La tâche m'était donc facile mais je n'ai accepté cette responsabilité qu'autant que je pourrais être entouré de certains secours très importants et, en particulier, de celui d'un collaborateur immédiat. Dans cet esprit et en parfait accord, nous avons demandé au professeur Larcan de nous seconder dans une tâche difficile. Avec l'enthousiasme que nous lui connaissons il est devenu la cheville ouvrière du journal depuis cette époque. C'est pour moi un très agréable devoir aujourd'hui de le remercier bien vivement d'une collaboration efficace, judicieuse, désintéressée et qui ne m'a jamais fait défaut.
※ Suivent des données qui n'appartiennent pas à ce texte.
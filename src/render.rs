use crate::config::AppConfig;
use crate::data::MapData;
use crate::error::{MapError, MapResult};
use crate::join::join;
use crate::legend::Legend;
use crate::projection::{svg_path, GeometryProjector, Identity, Projection};
use crate::scale::{extent, ThresholdScale, GREENS};
use crate::types::{Color, GeometryFeature, JoinedRegion, RegionAttributes, RegionId};
use anyhow::{Context, Result};
use geo::{Geometry, MultiLineString};
use std::fs;
use tracing::info;

pub const MAP_WIDTH: u32 = 975;
pub const MAP_HEIGHT: u32 = 610;
/// Fill for counties without a statistic.
pub const NO_DATA_FILL: Color = Color::rgb(0xd9, 0xd9, 0xd9);
const STATE_LINE_STROKE: Color = Color::rgb(0xff, 0xff, 0xff);
const NATION_LINE_STROKE: Color = Color::rgb(0x33, 0x33, 0x33);

#[derive(Debug, Clone, PartialEq)]
pub struct CountyPath {
    pub id: Option<RegionId>,
    pub d: String,
    pub attributes: Option<RegionAttributes>,
}

/// The three map layers, in drawing order.
#[derive(Debug, Clone, PartialEq)]
pub struct MapScene {
    pub counties: Vec<CountyPath>,
    pub state_borders: String,
    pub nation: Vec<String>,
}

impl MapScene {
    /// All inputs are already in screen space.
    pub fn build(regions: &[JoinedRegion], state_borders: &MultiLineString<f64>, nation: &[GeometryFeature]) -> Self {
        let counties = regions
            .iter()
            .map(|region| CountyPath {
                id: region.id.clone(),
                d: svg_path(&region.geometry),
                attributes: region.attributes.clone(),
            })
            .collect();

        Self {
            counties,
            state_borders: svg_path(&Geometry::MultiLineString(state_borders.clone())),
            nation: nation.iter().map(|f| svg_path(&f.geometry)).collect(),
        }
    }

    pub fn to_svg(&self, legend: &Legend) -> String {
        let mut svg = String::new();
        svg.push_str(&format!(
            r#"<svg xmlns="http://www.w3.org/2000/svg" id="graph" width="{MAP_WIDTH}" height="{MAP_HEIGHT}" viewBox="0 0 {MAP_WIDTH} {MAP_HEIGHT}">"#
        ));
        svg.push('\n');

        svg.push_str("<g class=\"counties\">\n");
        for county in &self.counties {
            svg.push_str(&county_element(county));
        }
        svg.push_str("</g>\n");

        svg.push_str(&format!(
            r#"<path class="state-line" d="{}" fill="none" stroke="{STATE_LINE_STROKE}" stroke-linejoin="round"/>"#,
            self.state_borders
        ));
        svg.push('\n');

        svg.push_str("<g class=\"nation-line\">\n");
        for d in &self.nation {
            svg.push_str(&format!(r#"<path d="{d}" fill="none" stroke="{NATION_LINE_STROKE}"/>"#));
            svg.push('\n');
        }
        svg.push_str("</g>\n");

        svg.push_str(&legend.to_svg());
        svg.push_str("</svg>\n");
        svg
    }
}

fn county_element(county: &CountyPath) -> String {
    let fips = county.id.as_ref().map(|id| escape(id.as_str())).unwrap_or_default();
    match &county.attributes {
        Some(a) => format!(
            "<path class=\"county\" d=\"{}\" data-fips=\"{}\" data-education=\"{}\" data-state=\"{}\" data-county=\"{}\" fill=\"{}\"/>\n",
            county.d,
            fips,
            a.value,
            escape(&a.group_label),
            escape(&a.label),
            a.color
        ),
        None => format!(
            "<path class=\"county no-data\" d=\"{}\" data-fips=\"{}\" fill=\"{}\"/>\n",
            county.d, fips, NO_DATA_FILL
        ),
    }
}

fn escape(text: &str) -> String {
    let mut out = String::with_capacity(text.len());
    for c in text.chars() {
        match c {
            '&' => out.push_str("&amp;"),
            '<' => out.push_str("&lt;"),
            '>' => out.push_str("&gt;"),
            '"' => out.push_str("&quot;"),
            '\'' => out.push_str("&#39;"),
            _ => out.push(c),
        }
    }
    out
}

/// Everything derived from one [`MapData`]: scale, joined regions, legend and scene.
#[derive(Debug, Clone)]
pub struct ChoroplethMap {
    pub domain: (f64, f64),
    pub scale: ThresholdScale,
    pub regions: Vec<JoinedRegion>,
    pub legend: Legend,
    pub scene: MapScene,
}

impl ChoroplethMap {
    pub fn build(data: &MapData) -> MapResult<Self> {
        Self::build_with(data, &GeometryProjector::<Identity>::default())
    }

    pub fn build_with<P: Projection>(data: &MapData, projector: &GeometryProjector<P>) -> MapResult<Self> {
        let domain = extent(data.stats.iter().map(|r| r.value))
            .ok_or_else(|| MapError::EmptyDataset("statistics".to_string()))?;
        let scale = ThresholdScale::build(domain.0, domain.1, &GREENS)?;
        info!(min = domain.0, max = domain.1, "Built threshold scale");

        let project = |features: &[GeometryFeature]| -> Vec<GeometryFeature> {
            features
                .iter()
                .map(|f| GeometryFeature {
                    id: f.id.clone(),
                    geometry: projector.project(&f.geometry),
                })
                .collect()
        };
        let counties = project(&data.counties);
        let nation = project(&data.nation);
        let state_borders = match projector.project(&Geometry::MultiLineString(data.state_borders.clone())) {
            Geometry::MultiLineString(lines) => lines,
            _ => MultiLineString::new(Vec::new()),
        };

        let regions = join(&counties, &data.stats, &scale);
        let scene = MapScene::build(&regions, &state_borders, &nation);
        let legend = Legend::build(&scale, domain)?;

        Ok(Self {
            domain,
            scale,
            regions,
            legend,
            scene,
        })
    }

    pub fn svg(&self) -> String {
        self.scene.to_svg(&self.legend)
    }

    /// Standalone page hosting the map, the tooltip element and the pointer forwarding script.
    pub fn page(&self) -> String {
        let mut html = String::from(PAGE_HEAD);
        html.push_str("<div class=\"graph-container\">\n");
        html.push_str(&self.svg());
        html.push_str("<div id=\"tooltip\" style=\"opacity: 0\"></div>\n</div>\n<script>\n");
        html.push_str(PAGE_SCRIPT);
        html.push_str("</script>\n</body>\n</html>\n");
        html
    }

    /// Joined regions with their display attributes as properties.
    pub fn geojson(&self) -> geojson::FeatureCollection {
        let features = self
            .regions
            .iter()
            .map(|region| {
                let properties = region
                    .attributes
                    .as_ref()
                    .and_then(|a| serde_json::to_value(a).ok())
                    .and_then(|v| match v {
                        serde_json::Value::Object(map) => Some(map),
                        _ => None,
                    });
                geojson::Feature {
                    bbox: None,
                    geometry: Some(geojson::Geometry::new(geojson::Value::from(&region.geometry))),
                    id: region.id.as_ref().map(|id| geojson::feature::Id::String(id.to_string())),
                    properties,
                    foreign_members: None,
                }
            })
            .collect();

        geojson::FeatureCollection {
            bbox: None,
            features,
            foreign_members: None,
        }
    }
}

pub fn write_outputs(config: &AppConfig, map: &ChoroplethMap) -> Result<()> {
    let dir = &config.output.dir;
    fs::create_dir_all(dir).with_context(|| format!("Failed to create output directory: {:?}", dir))?;

    let map_path = dir.join(&config.output.svg);
    fs::write(&map_path, map.svg()).with_context(|| format!("Failed to write {:?}", map_path))?;
    info!("Wrote {:?}", map_path);

    let html_path = dir.join(&config.output.html);
    fs::write(&html_path, map.page()).with_context(|| format!("Failed to write {:?}", html_path))?;
    info!("Wrote {:?}", html_path);

    if let Some(name) = &config.output.geojson {
        let path = dir.join(name);
        let body = serde_json::to_string(&map.geojson()).context("Failed to serialize GeoJSON")?;
        fs::write(&path, body).with_context(|| format!("Failed to write {:?}", path))?;
        info!("Wrote {:?}", path);
    }

    Ok(())
}

const PAGE_HEAD: &str = r#"<!DOCTYPE html>
<html lang="en">
<head>
<meta charset="utf-8">
<title>United States Educational Attainment</title>
<style>
body { font-family: sans-serif; }
.graph-container { position: relative; }
.county:hover { cursor: pointer; }
#tooltip { position: absolute; pointer-events: none; background: #fff; border: 2px solid #999; border-radius: 4px; padding: 4px 8px; font-size: 12px; }
#tooltip p { margin: 2px 0; }
</style>
</head>
<body>
<h1 id="title">United States Educational Attainment</h1>
<p id="description">Percentage of adults age 25 and older with a bachelor's degree or higher (2010-2014)</p>
"#;

const PAGE_SCRIPT: &str = r#"const svg = document.getElementById("graph");
const tooltip = document.getElementById("tooltip");
let highlighted = null;
let sentSeq = 0;
let appliedSeq = 0;

function apply(view) {
  tooltip.style.transition = `opacity ${view.fade_ms}ms`;
  tooltip.style.opacity = view.opacity;
  if (view.content) {
    tooltip.replaceChildren(...view.content.lines.map((line) => {
      const p = document.createElement("p");
      p.textContent = line;
      return p;
    }));
    tooltip.dataset.education = view.content.value;
    tooltip.style.borderColor = view.content.border_color;
  }
  if (view.left !== null) {
    tooltip.style.left = `${view.left}px`;
    tooltip.style.top = `${view.top}px`;
  }
  if (highlighted) highlighted.style.stroke = "none";
  highlighted = view.highlight ? svg.querySelector(`path[data-fips="${view.highlight}"]`) : null;
  if (highlighted) highlighted.style.stroke = view.highlight_stroke;
}

async function send(sample) {
  try {
    const response = await fetch("/api/pointer", {
      method: "POST",
      headers: { "content-type": "application/json" },
      body: JSON.stringify(sample),
    });
    if (!response.ok) return;
    const view = await response.json();
    if (view.seq < appliedSeq) return;
    appliedSeq = view.seq;
    apply(view);
  } catch (_) {}
}

svg.addEventListener("pointermove", (e) => {
  const p = new DOMPoint(e.clientX, e.clientY).matrixTransform(svg.getScreenCTM().inverse());
  send({ seq: ++sentSeq, kind: "move", page_x: e.pageX, page_y: e.pageY, map_x: p.x, map_y: p.y });
});
svg.addEventListener("pointerleave", (e) => {
  send({ seq: ++sentSeq, kind: "leave", page_x: e.pageX, page_y: e.pageY, map_x: 0, map_y: 0 });
});
"#;

#[cfg(test)]
mod tests {
    use super::*;
    use crate::data::fixtures::map_data as fixture_data;

    #[test]
    fn layers_are_drawn_counties_then_states_then_nation() {
        let svg = ChoroplethMap::build(&fixture_data()).unwrap().svg();
        let counties = svg.find("class=\"counties\"").unwrap();
        let states = svg.find("class=\"state-line\"").unwrap();
        let nation = svg.find("class=\"nation-line\"").unwrap();
        let legend = svg.find("id=\"legend\"").unwrap();
        assert!(counties < states && states < nation && nation < legend);
        assert!(svg.contains(r#"class="state-line" d="M10,0L10,10" fill="none""#));
    }

    #[test]
    fn counties_carry_display_attributes() {
        let map = ChoroplethMap::build(&fixture_data()).unwrap();
        let svg = map.svg();
        let expected_fill = map.scale.classify(21.9);
        assert!(svg.contains(&format!(
            r#"data-fips="1001" data-education="21.9" data-state="AL" data-county="Autauga County" fill="{expected_fill}""#
        )));
        assert!(svg.contains(r#"<path class="county no-data" d="M30,0L40,0L40,10L30,10Z" data-fips="1005""#));
    }

    #[test]
    fn scale_spans_statistic_extent() {
        let map = ChoroplethMap::build(&fixture_data()).unwrap();
        assert_eq!(map.domain, (21.9, 28.6));
        assert_eq!(map.scale.breakpoints().len(), GREENS.len() - 1);
        assert_eq!(map.regions.len(), 3);
    }

    struct Double;

    impl Projection for Double {
        fn project(&self, coord: geo::Coord<f64>) -> geo::Coord<f64> {
            geo::coord! { x: coord.x * 2.0, y: coord.y * 2.0 }
        }
    }

    #[test]
    fn every_layer_goes_through_the_projector() {
        let map = ChoroplethMap::build_with(&fixture_data(), &GeometryProjector::new(Double)).unwrap();
        assert_eq!(map.scene.state_borders, "M20,0L20,20");
        assert_eq!(map.scene.counties[2].d, "M60,0L80,0L80,20L60,20Z");
        assert!(map.scene.nation[0].starts_with("M20,0L40,0"));
    }

    #[test]
    fn empty_statistics_cannot_build_a_scale() {
        let mut data = fixture_data();
        data.stats.clear();
        assert!(matches!(ChoroplethMap::build(&data), Err(MapError::EmptyDataset(_))));
    }

    #[test]
    fn labels_are_escaped() {
        assert_eq!(escape(r#"Doña "Ana" & <Co>"#), "Doña &quot;Ana&quot; &amp; &lt;Co&gt;");
    }

    #[test]
    fn geojson_export_keeps_every_region() {
        let collection = ChoroplethMap::build(&fixture_data()).unwrap().geojson();
        assert_eq!(collection.features.len(), 3);
        let first = &collection.features[0];
        assert_eq!(first.id, Some(geojson::feature::Id::String("1001".to_string())));
        let properties = first.properties.as_ref().unwrap();
        assert_eq!(properties["label"], "Autauga County");
        assert!(collection.features[2].properties.is_none());
    }

    #[test]
    fn writes_svg_page_and_geojson() {
        let dir = tempfile::tempdir().unwrap();
        let mut config = AppConfig::default();
        config.output.dir = dir.path().join("out");
        config.output.geojson = Some("regions.geojson".to_string());

        let map = ChoroplethMap::build(&fixture_data()).unwrap();
        write_outputs(&config, &map).unwrap();

        let page = fs::read_to_string(config.output.dir.join("index.html")).unwrap();
        assert!(page.contains("id=\"tooltip\""));
        assert!(page.contains("/api/pointer"));
        assert!(page.contains("seq: ++sentSeq"));
        assert!(fs::read_to_string(config.output.dir.join("map.svg")).unwrap().starts_with("<svg"));
        assert!(config.output.dir.join("regions.geojson").exists());
    }
}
Je me suis efforcé personnellement de faire honneur au travail commencé par mon maître en améliorant encore les qualités de la revue et en faire un organe digne de la pensée et de l'enseignement médical de Nancy. Ce périodique est, en effet, essentiellement le reflet de l'activité de la Faculté et du Centre Hospitalier, sans que pour autant les travaux des médecins de la région n'y trouvent place.

Le journal a conservé, du reste, un caractère général. « L'éminence même d'un spécialiste le rend plus dangereux » a dit quelque part Alexis Carrel. On y trouve des articles originaux et des articles critiques personnalisés renseignant le praticien en quête de données précises et sûres, déjà confrontées avec la réalité clinique. Dans cet esprit, j'ai souvent demandé aux auteurs, hautement qualifiés, d'éviter des développements techniques qui trouvent leur place dans des revues plus spécialisées.

En contre-partie, je demande à chacun des praticiens qui désirent diffuser leurs travaux ou préciser leur conduite thérapeutique de nous le faire savoir. Ils trouveront toujours le meilleur accueil et nous ferons tout notre possible pour leur donner la plus large audience.

Vous connaissez les difficultés de la presse médicale qui s'insèrent, du reste, dans un contexte économique qu'il n'est pas de ma compétence d'analyser. J'avoue personnellement, depuis plus de 10 ans que j'assure la rédaction du journal, avoir traversé des épreuves difficiles, tant en ce qui concerne l'impression que les rentrées de publicité. En effet, un journal d'une certaine importance ne peut être prospère sans rentrées financières suffisantes. Se gestion est actuellement d'une extrême complexité. Des dispositions légales récentes concernant les abonnements et les taxes ont encore compliqué le problème. Nous avons pu, grâce au concours d'un certain nombre de personnalités que je remercie, passer ce cap difficile.

Actuellement, tant par le contenu du journal que par la présentation, nous avons l'impression de tenir une place honorable parmi les journaux français de province les plus florissants.

Lorsque M. Larcan m'a parlé de la rédaction de ce numéro du « centenaire » je l'avais envisagée sous un jour plus modeste. Il m'a fait de suite un brillant exposé de l'éclat qu'il lui semblait souhaitable de donner à cette manifestation. Il m'a vite convaincu lorsqu'il a bien voulu se charger lui-même de la recherche des documents, de la mise en page et de la répartition des articles, gardant pour lui la tâche la plus lourde, celle dont une petite partie seulement émerge à la surface. Qu'il en soit remercié du fond du cœur.

Ma reconnaissance ira ensuite à tous les collègues qui ont bien voulu participer à cette magnifique évocation du passé de la revue et au rappel historique de notre Faculté. Sans eux, sans leurs souvenirs personnels, il eut été impossible d'embrasser un tel panorama et rappeler ces cent années de vie médicale lorraine.

M. Larcan se joint à moi pour exprimer notre gratitude à notre éditeur, M. Tridon, qui a fait un effort particulier pour la réalisation de ce numéro, aux Etablissements Eblé et spécialement à M. Grosdidier, notre imprimeur, à notre dévouée secrétaire Mlle Coccio. C'est grâce à eux que l'exemplaire 1874-1974 vous est adressé sous un aspect aussi somptueux.

Mais le sage est de ménager du temps et des paroles.

Merci à tous ceux qui depuis cent ans firent naître et grandir la revue, à tous ceux petits et grands qui la font revivre chaque mois et qui continueront, j'en suis sûr, à assurer sa prospérité et son succès.